Football, Motorik And The Pulse Of Modernity – John Doran , January 6th

When we started The Quietus we made the fairly arbitrary decision that modern popular music started with KW’s ‘Autobahn’ in 1974. John Doran talks to Michael Rother, Hans-Joachim Roedelius and Karl Bartos about the build up to this flash point in musical history
THE MESSAGE
Excerpt:

Speaking to the Quietus last year about this 1975 tour of the States and how they became an unlikely cult concern amongst black fans of funk and proto disco, Bartos said: “This happened not too long after my first encounter with Ralf and Florian. In 1975 we went over the Atlantic and spent 10 weeks on the road. We went from coast to coast and then to Canada. And all the black cities like Detroit or Chicago, they embraced us. It was good fun. In a way apparently they saw some sort of very strange comic figures in us I guess but also they didn't miss the beats. I was growing up with the funky beats of James Brown and I brought them in more and more. Not during Autobahn or Radio-Activity but more and more during the late 70s. We took some black beats into our music and this was very attractive to the black musicians and the black audiences in the States. In a way probably it reminds me of what The Beatles did. They took some Chuck Berry tunes and they transferred it to our European culture before taking it back to America and everyone understood that. In a way that was probably what we did with black rhythm and blues. But we mixed it of course with our own identity of the electronic music approach and European melodies. And this was good enough to succeed in America.”

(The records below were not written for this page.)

fn eval_binop(op: crate::ast::BinOpKind, l: &Value, r: &Value, span: Span, template: Option<&str>) -> Result<Value> {
    use crate::ast::BinOpKind::*;
    if let (Value::Str(a), Add) = (l, op) {
        if let Some(b) = r.as_str() {
            return Ok(Value::str(format!("{a}{b}")));
        }
    }
    if let (Value::Int(a), Value::Int(b)) = (l, r) {
        return Ok(match op {
            Add => Value::Int(a.wrapping_add(*b)),
            Sub => Value::Int(a.wrapping_sub(*b)),
            Mul => Value::Int(a.wrapping_mul(*b)),
            Div => Value::Float(*a as f64 / *b as f64),
            FloorDiv => {
                if *b == 0 {
                    return Err(Error::from(TemplateRuntimeError::new("division by zero", span)));
                }
                Value::Int(a.div_euclid(*b))
            }
            Mod => {
                if *b == 0 {
                    return Err(Error::from(TemplateRuntimeError::new("division by zero", span)));
                }
                Value::Int(a.rem_euclid(*b))
            }
            Pow => Value::Int(a.pow((*b).max(0) as u32)),
        });
    }
    let a = l.coerce_numeric();
    let b = r.coerce_numeric();
    let _ = template;
    Ok(match op {
        Add => Value::Float(a + b),
        Sub => Value::Float(a - b),
        Mul => Value::Float(a * b),
        Div => Value::Float(a / b),
        FloorDiv => Value::Float((a / b).floor()),
        Mod => Value::Float(a % b),
        Pow => Value::Float(a.powf(b)),
    })
}

fn eval_compare(op: crate::ast::CompareOp, l: &Value, r: &Value) -> bool {
    use crate::ast::CompareOp::*;
    match op {
        Eq => l.equals(r),
        Ne => !l.equals(r),
        Lt => l.compare(r) == Some(std::cmp::Ordering::Less),
        Le => matches!(l.compare(r), Some(std::cmp::Ordering::Less | std::cmp::Ordering::Equal)),
        Gt => l.compare(r) == Some(std::cmp::Ordering::Greater),
        Ge => matches!(l.compare(r), Some(std::cmp::Ordering::Greater | std::cmp::Ordering::Equal)),
        In => match r {
            Value::List(items) => items.iter().any(|i| i.equals(l)),
            Value::Str(s) => l.as_str().map(|needle| s.contains(needle)).unwrap_or(false),
            Value::Map(m) => l.as_str().map(|k| m.contains_key(k)).unwrap_or(false),
            _ => false,
        },
        NotIn => !eval_compare(In, l, r),
    }
}

/// `{% spaceless %}`: collapses runs of whitespace that sit entirely
/// between two tags down to nothing, the way Django's `spaceless` does,
/// without touching whitespace inside text content.
fn collapse_interag_whitespace(s: &str) -> String {
    let mut out = String::with_capacity(s.len());
    let mut chars = s.chars().peekable();
    while let Some(c) = chars.next() {
        if c == '>' {
            out.push(c);
            let mut ws = String::new();
            while let Some(&n) = chars.peek() {
                if n.is_whitespace() {
                    ws.push(n);
                    chars.next();
                } else {
                    break;
                }
            }
            if chars.peek() == Some(&'<') {
                // drop the whitespace run entirely
            } else {
                out.push_str(&ws);
            }
        } else {
            out.push(c);
        }
    }
    out
}
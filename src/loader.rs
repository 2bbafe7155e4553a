//! Template source providers, grounded in the predecessor's
//! `environment/loaders.py` (`FileSystemLoader`, a dict-backed loader for
//! tests/embedded templates).

use std::collections::HashMap;
use std::path::PathBuf;
use std::sync::RwLock;
use std::time::SystemTime;

use crate::error::{Error, Result, TemplateNotFoundError};

/// A template source provider. `is_up_to_date` lets the environment skip a
/// recompile when `auto_reload` is on and the backing file hasn't changed.
pub trait Loader: Send + Sync {
    fn get_source(&self, name: &str) -> Result<(String, Option<PathBuf>)>;
    fn is_up_to_date(&self, name: &str, loaded_at: SystemTime) -> bool;
    fn list_names(&self) -> Vec<String> {
        Vec::new()
    }
}

/// Searches a prioritized list of root directories for `name`, rejecting
/// any path that escapes the roots via `..` traversal.
pub struct FilesystemLoader {
    roots: Vec<PathBuf>,
}

impl FilesystemLoader {
    pub fn new(roots: impl IntoIterator<Item = impl Into<PathBuf>>) -> Self {
        FilesystemLoader {
            roots: roots.into_iter().map(Into::into).collect(),
        }
    }

    fn resolve(&self, name: &str) -> Option<PathBuf> {
        if name.split('/').any(|seg| seg == "..") {
            return None;
        }
        for root in &self.roots {
            let candidate = root.join(name);
            if candidate.is_file() {
                return Some(candidate);
            }
        }
        None
    }
}

impl Loader for FilesystemLoader {
    fn get_source(&self, name: &str) -> Result<(String, Option<PathBuf>)> {
        let path = self.resolve(name).ok_or_else(|| {
            Error::from(TemplateNotFoundError {
                name: name.to_string(),
            })
        })?;
        let source = std::fs::read_to_string(&path).map_err(|_| {
            Error::from(TemplateNotFoundError {
                name: name.to_string(),
            })
        })?;
        Ok((source, Some(path)))
    }

    fn is_up_to_date(&self, name: &str, loaded_at: SystemTime) -> bool {
        match self.resolve(name).and_then(|p| p.metadata().ok()).and_then(|m| m.modified().ok()) {
            Some(mtime) => mtime <= loaded_at,
            None => false,
        }
    }
}

/// An in-memory loader for embedded templates and tests; never considered
/// stale by `auto_reload` unless explicitly replaced via `insert`.
#[derive(Default)]
pub struct DictLoader {
    sources: RwLock<HashMap<String, String>>,
}

impl DictLoader {
    pub fn new(sources: HashMap<String, String>) -> Self {
        DictLoader {
            sources: RwLock::new(sources),
        }
    }

    pub fn insert(&self, name: impl Into<String>, source: impl Into<String>) {
        self.sources.write().unwrap().insert(name.into(), source.into());
    }
}

impl Loader for DictLoader {
    fn get_source(&self, name: &str) -> Result<(String, Option<PathBuf>)> {
        self.sources
            .read()
            .unwrap()
            .get(name)
            .map(|s| (s.clone(), None))
            .ok_or_else(|| {
                Error::from(TemplateNotFoundError {
                    name: name.to_string(),
                })
            })
    }

    fn is_up_to_date(&self, _name: &str, _loaded_at: SystemTime) -> bool {
        true
    }

    fn list_names(&self) -> Vec<String> {
        self.sources.read().unwrap().keys().cloned().collect()
    }
}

He said it was some time before he actually realised that they'd had a direct effect on black dance music producers: “Well it happened [some years later] actually when we were in New York and we were in the street and we saw a record shop full of our records and black people stood in front of them making jokes about the covers and about how strange we were looking, but people were making loops out of 'Metal On Metal' and dancing to it. These loops were going on forever! Made from just these heavy metal sounds! They were break-dancing to it. Then we were aware that we had access to this culture.”

The phenomenal success of 'Autobahn' both signalled the rise of KW to international prominence and the end of the genre's imperial phase elsewhere. But on the world stage the long and fruitful history of electronic dance music was only just beginning.